WORK INSTRUCTION:
Go to the line containing "on the right." in the records below and print it and every following line exactly, on through the line containing "of its stem.", then stop.

[Stored items]
* * *

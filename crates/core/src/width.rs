//! Terminal display width for mixed East-Asian/ASCII text.
//!
//! All measurement goes through a [`WidthStrategy`] picked once from the
//! settings, so the table code never cares which measurement is active.

use serde::{Deserialize, Serialize};
use unicode_width::UnicodeWidthChar;

/// Marker inserted where characters were cut out of a name
pub const ELLIPSIS: &str = "...";

/// Widest display width kept from the end of a truncated name
const TAIL_WIDTH: usize = 4;

/// Longest suffix (dot included, in characters) still treated as an extension
const MAX_EXT_CHARS: usize = 8;

#[derive(Debug, Clone, Copy, PartialEq, Eq, Default, Serialize, Deserialize)]
#[serde(rename_all = "lowercase")]
pub enum WidthStrategy {
    /// Unicode East Asian Width table
    #[default]
    Unicode,
    /// Any non-ASCII code point counts as two cells
    Codepoint,
}

impl WidthStrategy {
    pub fn char_width(self, c: char) -> usize {
        match self {
            // Control characters have no width of their own.
            WidthStrategy::Unicode => c.width().unwrap_or(0),
            WidthStrategy::Codepoint => {
                if (c as u32) > 127 {
                    2
                } else {
                    1
                }
            }
        }
    }

    pub fn display_width(self, text: &str) -> usize {
        text.chars().map(|c| self.char_width(c)).sum()
    }

    /// Append spaces until `text` is `target` cells wide. Never removes anything.
    pub fn pad_to_width(self, text: &str, target: usize) -> String {
        let current = self.display_width(text);
        let mut out = String::with_capacity(text.len() + target.saturating_sub(current));
        out.push_str(text);
        for _ in current..target {
            out.push(' ');
        }
        out
    }

    /// Center `text` in a `width`-cell field, putting the odd space on the right.
    pub fn center(self, text: &str, width: usize) -> String {
        let pad = width.saturating_sub(self.display_width(text));
        let left = pad / 2;
        let mut out = " ".repeat(left);
        out.push_str(text);
        out.push_str(&" ".repeat(pad - left));
        out
    }

    /// Shorten `text` to at most `max_width` cells, keeping its extension and
    /// up to four cells of the end of its stem.
    ///
    /// The result is `prefix + "..." + tail + ext`. When not even the ellipsis
    /// and extension fit, `"..." + ext` is returned, which may exceed
    /// `max_width`.
    pub fn truncate_to_width(self, text: &str, max_width: usize) -> String {
        if self.display_width(text) <= max_width {
            return text.to_string();
        }

        let (base, ext) = split_extension(text);
        let ext_width = self.display_width(ext);
        let ellipsis_width = self.display_width(ELLIPSIS);

        if max_width <= ellipsis_width + ext_width {
            return format!("{ELLIPSIS}{ext}");
        }

        let base_chars: Vec<char> = base.chars().collect();

        // The tail never takes room the ellipsis and extension need.
        let tail_budget = TAIL_WIDTH.min(max_width - ellipsis_width - ext_width);
        let mut tail_start = base_chars.len();
        let mut tail_width = 0;
        while tail_start > 0 {
            let cw = self.char_width(base_chars[tail_start - 1]);
            if tail_width + cw > tail_budget {
                break;
            }
            tail_width += cw;
            tail_start -= 1;
        }

        let prefix_budget = max_width - tail_width - ellipsis_width - ext_width;
        let mut prefix_end = 0;
        let mut prefix_width = 0;
        while prefix_end < tail_start {
            let cw = self.char_width(base_chars[prefix_end]);
            if prefix_width + cw > prefix_budget {
                break;
            }
            prefix_width += cw;
            prefix_end += 1;
        }

        let mut out = String::with_capacity(text.len());
        out.extend(&base_chars[..prefix_end]);
        out.push_str(ELLIPSIS);
        out.extend(&base_chars[tail_start..]);
        out.push_str(ext);
        out
    }
}

/// Split at the last `.` when the suffix is short enough to be an extension.
fn split_extension(text: &str) -> (&str, &str) {
    match text.rfind('.') {
        Some(dot) if text[dot..].chars().count() <= MAX_EXT_CHARS => text.split_at(dot),
        _ => (text, ""),
    }
}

* * *

RESPONSE AREA:
    /// Center `text` in a `width`-cell field, putting the odd space on the right.
    pub fn center(self, text: &str, width: usize) -> String {
        let pad = width.saturating_sub(self.display_width(text));
        let left = pad / 2;
        let mut out = " ".repeat(left);
        out.push_str(text);
        out.push_str(&" ".repeat(pad - left));
        out
    }

    /// Shorten `text` to at most `max_width` cells, keeping its extension and
    /// up to four cells of the end of its stem.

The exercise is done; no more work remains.